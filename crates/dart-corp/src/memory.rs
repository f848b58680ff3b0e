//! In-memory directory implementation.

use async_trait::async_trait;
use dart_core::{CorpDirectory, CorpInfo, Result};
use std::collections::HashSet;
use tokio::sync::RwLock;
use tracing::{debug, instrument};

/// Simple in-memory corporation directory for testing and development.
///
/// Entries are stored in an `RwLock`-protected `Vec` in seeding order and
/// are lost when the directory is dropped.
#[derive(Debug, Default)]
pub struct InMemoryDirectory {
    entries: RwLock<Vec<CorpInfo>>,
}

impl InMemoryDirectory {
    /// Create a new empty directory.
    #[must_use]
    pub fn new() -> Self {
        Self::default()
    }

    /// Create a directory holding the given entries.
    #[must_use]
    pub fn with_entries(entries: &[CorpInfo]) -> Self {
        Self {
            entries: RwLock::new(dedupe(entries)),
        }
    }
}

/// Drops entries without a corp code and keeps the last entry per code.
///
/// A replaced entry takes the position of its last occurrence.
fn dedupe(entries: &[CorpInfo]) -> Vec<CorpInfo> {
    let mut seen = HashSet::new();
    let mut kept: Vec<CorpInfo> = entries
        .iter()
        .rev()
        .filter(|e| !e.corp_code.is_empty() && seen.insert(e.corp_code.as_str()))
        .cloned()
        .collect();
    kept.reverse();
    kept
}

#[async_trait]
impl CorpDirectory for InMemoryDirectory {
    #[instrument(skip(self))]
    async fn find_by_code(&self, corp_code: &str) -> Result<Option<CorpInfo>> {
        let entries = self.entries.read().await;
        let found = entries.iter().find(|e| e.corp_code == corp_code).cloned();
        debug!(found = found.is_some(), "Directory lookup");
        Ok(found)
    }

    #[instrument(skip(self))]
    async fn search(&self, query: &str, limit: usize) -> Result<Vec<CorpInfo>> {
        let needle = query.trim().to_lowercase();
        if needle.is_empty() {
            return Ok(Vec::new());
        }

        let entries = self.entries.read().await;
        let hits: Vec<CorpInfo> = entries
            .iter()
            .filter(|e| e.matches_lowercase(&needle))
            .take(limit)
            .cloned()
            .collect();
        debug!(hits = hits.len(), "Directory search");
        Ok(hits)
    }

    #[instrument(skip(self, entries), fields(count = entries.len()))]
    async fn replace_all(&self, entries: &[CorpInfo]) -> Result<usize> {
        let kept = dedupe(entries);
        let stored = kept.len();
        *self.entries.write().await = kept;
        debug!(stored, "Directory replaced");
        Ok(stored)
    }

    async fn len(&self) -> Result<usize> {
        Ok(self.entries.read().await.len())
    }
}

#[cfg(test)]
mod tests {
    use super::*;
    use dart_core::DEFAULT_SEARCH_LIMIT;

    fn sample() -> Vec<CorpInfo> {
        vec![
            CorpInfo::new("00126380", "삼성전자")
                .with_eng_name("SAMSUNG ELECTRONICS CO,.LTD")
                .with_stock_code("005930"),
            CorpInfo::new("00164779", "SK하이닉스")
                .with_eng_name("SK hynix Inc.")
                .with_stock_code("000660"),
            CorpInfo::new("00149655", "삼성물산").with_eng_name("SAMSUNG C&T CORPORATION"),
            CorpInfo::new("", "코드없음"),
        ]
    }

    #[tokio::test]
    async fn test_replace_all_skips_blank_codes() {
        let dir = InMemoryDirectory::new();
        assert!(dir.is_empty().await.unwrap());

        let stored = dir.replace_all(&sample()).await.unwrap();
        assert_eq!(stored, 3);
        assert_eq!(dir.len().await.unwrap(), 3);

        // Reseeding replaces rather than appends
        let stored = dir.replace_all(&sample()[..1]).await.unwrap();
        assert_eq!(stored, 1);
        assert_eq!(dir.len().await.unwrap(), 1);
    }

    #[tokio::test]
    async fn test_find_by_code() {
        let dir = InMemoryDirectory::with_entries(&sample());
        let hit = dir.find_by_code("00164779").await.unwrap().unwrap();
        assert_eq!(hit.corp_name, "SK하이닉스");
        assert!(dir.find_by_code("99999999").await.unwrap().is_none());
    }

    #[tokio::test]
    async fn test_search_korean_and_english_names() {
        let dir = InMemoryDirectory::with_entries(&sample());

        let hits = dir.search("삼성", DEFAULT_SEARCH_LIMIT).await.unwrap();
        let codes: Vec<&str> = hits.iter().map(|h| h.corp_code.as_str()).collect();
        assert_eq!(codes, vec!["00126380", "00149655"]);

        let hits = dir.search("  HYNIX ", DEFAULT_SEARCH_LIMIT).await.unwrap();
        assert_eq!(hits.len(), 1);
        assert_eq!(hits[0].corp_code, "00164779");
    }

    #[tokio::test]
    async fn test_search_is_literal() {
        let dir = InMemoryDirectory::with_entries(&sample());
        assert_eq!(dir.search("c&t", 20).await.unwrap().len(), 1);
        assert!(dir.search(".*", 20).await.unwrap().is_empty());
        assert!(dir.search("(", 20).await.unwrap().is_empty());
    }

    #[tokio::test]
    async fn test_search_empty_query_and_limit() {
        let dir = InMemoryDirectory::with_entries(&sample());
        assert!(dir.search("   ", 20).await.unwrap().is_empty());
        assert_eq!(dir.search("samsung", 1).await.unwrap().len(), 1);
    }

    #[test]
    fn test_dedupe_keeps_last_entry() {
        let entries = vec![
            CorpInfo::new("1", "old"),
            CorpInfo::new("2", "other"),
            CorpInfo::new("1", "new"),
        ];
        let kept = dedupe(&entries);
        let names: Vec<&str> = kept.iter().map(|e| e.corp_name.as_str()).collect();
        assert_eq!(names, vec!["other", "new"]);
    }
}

* * *

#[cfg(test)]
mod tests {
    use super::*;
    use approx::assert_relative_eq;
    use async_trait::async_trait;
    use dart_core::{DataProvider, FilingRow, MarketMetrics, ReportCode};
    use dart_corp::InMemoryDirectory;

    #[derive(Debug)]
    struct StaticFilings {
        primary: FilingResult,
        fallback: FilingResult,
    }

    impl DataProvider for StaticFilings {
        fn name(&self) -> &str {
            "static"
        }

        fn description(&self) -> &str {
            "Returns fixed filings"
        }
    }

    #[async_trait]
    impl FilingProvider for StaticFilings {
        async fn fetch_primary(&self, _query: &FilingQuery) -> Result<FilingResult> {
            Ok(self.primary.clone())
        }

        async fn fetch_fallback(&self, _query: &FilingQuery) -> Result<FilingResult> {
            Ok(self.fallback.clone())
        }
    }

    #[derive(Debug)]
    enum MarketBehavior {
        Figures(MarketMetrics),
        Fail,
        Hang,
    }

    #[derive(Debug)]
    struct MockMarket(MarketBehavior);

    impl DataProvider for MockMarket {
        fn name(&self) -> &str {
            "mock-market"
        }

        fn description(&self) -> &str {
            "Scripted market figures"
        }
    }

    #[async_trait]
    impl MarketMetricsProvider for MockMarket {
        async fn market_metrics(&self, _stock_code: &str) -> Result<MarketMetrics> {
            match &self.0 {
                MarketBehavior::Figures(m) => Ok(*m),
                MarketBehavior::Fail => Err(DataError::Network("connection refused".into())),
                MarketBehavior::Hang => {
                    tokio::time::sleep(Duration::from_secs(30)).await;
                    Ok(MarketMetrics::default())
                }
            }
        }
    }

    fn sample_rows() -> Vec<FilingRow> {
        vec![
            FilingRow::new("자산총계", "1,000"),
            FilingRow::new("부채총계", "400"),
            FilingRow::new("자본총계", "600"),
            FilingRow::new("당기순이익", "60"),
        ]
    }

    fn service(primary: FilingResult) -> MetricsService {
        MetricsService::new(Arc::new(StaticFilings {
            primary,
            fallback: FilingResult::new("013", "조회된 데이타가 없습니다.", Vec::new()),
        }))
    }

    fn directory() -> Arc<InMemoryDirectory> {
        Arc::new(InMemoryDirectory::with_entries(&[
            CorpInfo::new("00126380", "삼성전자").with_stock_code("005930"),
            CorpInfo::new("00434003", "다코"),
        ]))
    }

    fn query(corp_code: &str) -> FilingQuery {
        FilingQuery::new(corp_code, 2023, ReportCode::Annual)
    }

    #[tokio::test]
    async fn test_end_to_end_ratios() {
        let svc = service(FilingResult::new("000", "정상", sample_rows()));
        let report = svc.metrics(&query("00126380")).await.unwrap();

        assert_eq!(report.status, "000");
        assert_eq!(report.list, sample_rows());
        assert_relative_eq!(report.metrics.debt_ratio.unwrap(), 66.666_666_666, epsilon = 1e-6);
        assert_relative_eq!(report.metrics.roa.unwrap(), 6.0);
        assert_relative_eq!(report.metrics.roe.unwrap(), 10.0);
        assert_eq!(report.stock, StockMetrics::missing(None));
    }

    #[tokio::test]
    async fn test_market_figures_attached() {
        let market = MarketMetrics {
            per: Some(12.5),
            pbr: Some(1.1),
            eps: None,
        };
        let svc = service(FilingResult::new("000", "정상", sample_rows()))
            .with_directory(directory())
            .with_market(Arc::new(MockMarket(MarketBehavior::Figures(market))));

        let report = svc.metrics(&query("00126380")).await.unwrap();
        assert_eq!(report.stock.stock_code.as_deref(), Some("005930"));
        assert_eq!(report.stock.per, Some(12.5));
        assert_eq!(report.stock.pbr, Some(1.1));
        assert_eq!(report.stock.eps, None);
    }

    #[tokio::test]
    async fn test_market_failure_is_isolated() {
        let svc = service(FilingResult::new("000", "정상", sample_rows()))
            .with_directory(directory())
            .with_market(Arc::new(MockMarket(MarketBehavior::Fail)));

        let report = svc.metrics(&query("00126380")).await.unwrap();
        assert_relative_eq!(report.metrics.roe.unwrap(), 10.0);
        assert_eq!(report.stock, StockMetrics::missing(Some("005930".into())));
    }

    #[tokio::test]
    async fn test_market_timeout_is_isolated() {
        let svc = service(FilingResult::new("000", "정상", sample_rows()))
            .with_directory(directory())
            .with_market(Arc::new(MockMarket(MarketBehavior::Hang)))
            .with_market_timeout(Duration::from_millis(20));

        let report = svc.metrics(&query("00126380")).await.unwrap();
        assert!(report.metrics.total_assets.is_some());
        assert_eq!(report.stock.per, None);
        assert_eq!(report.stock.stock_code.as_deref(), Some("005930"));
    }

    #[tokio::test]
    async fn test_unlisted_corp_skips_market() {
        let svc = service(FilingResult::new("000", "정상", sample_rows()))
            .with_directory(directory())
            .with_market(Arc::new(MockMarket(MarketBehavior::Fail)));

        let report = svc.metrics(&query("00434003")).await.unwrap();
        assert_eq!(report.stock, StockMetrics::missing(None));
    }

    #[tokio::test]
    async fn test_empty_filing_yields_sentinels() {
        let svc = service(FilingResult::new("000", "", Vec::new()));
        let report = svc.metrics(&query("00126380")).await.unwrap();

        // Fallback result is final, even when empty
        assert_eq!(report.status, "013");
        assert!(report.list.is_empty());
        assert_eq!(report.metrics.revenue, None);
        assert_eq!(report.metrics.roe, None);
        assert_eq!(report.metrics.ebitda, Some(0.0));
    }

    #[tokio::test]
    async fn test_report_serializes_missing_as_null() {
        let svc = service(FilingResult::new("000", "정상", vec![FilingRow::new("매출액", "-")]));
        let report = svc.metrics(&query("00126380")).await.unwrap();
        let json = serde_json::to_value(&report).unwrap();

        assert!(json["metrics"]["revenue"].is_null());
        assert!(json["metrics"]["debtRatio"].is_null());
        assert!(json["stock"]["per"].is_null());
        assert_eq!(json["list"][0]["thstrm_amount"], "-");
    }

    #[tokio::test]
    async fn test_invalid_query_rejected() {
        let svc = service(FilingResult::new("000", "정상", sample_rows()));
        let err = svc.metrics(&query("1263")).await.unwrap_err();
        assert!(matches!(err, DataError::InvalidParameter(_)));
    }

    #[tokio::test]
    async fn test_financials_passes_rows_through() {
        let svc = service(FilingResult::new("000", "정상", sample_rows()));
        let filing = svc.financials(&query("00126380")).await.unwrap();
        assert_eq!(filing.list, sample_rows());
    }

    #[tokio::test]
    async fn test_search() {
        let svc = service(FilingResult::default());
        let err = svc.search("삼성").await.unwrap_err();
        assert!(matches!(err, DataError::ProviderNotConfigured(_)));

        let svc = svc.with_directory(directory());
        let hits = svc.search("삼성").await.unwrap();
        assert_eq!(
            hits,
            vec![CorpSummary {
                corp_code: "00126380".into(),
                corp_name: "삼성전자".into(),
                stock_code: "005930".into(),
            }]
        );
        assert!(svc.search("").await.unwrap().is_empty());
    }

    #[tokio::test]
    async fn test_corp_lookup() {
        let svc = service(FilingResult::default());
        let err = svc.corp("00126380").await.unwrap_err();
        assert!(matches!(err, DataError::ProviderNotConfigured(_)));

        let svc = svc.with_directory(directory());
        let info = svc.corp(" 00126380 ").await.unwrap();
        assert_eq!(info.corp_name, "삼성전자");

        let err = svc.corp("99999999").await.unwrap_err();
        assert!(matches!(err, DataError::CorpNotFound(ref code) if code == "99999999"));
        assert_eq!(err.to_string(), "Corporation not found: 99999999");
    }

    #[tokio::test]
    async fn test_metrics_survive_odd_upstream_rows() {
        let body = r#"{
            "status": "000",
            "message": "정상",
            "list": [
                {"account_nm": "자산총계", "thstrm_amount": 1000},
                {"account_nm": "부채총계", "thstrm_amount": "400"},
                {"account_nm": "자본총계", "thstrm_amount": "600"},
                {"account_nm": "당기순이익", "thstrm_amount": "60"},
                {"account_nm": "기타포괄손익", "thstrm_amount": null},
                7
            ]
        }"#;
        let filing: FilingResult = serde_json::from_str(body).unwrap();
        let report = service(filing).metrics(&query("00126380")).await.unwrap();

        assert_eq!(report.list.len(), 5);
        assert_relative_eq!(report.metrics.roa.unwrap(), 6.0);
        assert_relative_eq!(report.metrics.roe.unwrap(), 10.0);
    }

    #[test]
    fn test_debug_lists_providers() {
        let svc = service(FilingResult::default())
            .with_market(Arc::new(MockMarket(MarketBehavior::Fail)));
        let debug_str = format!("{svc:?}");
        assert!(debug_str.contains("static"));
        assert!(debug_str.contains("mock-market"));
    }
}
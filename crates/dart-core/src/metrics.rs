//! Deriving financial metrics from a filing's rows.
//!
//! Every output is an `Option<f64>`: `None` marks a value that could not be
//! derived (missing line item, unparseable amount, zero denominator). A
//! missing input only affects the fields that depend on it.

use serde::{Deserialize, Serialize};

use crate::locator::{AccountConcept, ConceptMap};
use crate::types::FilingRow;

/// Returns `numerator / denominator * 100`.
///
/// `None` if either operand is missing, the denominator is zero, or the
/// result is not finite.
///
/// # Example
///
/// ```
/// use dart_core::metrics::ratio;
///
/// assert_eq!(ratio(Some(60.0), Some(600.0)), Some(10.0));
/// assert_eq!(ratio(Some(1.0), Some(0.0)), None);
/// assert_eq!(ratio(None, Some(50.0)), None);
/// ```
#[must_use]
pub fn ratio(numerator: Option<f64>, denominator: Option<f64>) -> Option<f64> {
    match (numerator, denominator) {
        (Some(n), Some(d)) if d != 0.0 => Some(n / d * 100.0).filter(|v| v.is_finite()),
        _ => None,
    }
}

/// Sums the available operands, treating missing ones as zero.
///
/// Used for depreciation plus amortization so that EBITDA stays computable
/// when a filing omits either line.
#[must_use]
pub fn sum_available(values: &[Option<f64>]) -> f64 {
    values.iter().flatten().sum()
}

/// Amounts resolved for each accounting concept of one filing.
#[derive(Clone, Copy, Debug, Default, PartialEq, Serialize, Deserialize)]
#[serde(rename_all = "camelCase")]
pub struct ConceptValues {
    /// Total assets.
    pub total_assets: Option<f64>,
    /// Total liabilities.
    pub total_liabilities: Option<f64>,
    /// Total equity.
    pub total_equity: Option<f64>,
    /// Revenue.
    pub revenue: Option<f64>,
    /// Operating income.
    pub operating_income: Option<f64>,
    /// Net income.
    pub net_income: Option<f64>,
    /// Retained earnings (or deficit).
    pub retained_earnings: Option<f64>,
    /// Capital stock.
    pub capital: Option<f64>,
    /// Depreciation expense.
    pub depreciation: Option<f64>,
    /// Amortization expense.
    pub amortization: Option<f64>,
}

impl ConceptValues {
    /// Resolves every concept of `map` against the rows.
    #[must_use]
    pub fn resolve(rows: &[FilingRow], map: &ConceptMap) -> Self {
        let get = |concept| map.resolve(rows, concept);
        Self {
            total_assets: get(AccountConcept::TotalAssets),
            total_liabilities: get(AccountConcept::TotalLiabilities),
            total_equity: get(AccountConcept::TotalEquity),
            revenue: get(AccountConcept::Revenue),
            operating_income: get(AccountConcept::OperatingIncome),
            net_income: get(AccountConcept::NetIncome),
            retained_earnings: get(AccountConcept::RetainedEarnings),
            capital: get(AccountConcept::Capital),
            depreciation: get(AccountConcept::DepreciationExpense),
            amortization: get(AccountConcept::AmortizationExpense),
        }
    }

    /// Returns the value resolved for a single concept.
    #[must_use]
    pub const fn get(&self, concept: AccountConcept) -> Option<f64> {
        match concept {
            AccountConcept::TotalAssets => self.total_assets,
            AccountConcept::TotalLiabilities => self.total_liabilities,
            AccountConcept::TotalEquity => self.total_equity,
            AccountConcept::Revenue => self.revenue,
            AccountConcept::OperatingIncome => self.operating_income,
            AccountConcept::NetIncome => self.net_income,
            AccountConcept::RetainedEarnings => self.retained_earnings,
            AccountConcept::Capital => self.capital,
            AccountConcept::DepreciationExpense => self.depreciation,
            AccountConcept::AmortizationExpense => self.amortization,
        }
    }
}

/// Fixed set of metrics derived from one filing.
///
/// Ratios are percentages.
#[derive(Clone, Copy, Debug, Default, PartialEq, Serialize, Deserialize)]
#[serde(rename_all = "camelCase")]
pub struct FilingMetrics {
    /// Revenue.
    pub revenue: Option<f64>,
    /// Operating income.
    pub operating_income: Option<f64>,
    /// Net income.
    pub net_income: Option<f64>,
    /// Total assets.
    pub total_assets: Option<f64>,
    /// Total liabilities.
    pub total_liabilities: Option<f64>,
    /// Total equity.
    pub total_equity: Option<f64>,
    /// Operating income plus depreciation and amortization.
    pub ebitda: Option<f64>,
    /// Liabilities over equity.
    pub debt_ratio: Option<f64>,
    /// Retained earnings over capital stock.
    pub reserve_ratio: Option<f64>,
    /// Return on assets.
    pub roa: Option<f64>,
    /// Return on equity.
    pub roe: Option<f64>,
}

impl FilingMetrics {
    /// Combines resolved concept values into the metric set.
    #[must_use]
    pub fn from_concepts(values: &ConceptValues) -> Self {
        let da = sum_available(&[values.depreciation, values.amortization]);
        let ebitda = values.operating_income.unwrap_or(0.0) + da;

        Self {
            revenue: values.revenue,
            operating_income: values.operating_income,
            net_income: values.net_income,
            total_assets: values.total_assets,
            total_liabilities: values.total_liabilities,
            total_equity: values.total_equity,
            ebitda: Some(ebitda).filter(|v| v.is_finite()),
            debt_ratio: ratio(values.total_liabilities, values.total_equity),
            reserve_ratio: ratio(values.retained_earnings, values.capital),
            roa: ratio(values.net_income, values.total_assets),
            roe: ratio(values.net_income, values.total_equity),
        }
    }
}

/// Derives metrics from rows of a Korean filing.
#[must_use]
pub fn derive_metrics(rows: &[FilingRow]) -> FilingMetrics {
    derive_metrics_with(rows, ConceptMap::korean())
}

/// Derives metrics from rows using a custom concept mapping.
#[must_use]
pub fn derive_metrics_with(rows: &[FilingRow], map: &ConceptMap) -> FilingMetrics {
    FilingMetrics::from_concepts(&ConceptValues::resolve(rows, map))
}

Task description: Using the records above, give the number of lines in which the word "filename" occurs, and nothing else.

Completed exercise: 2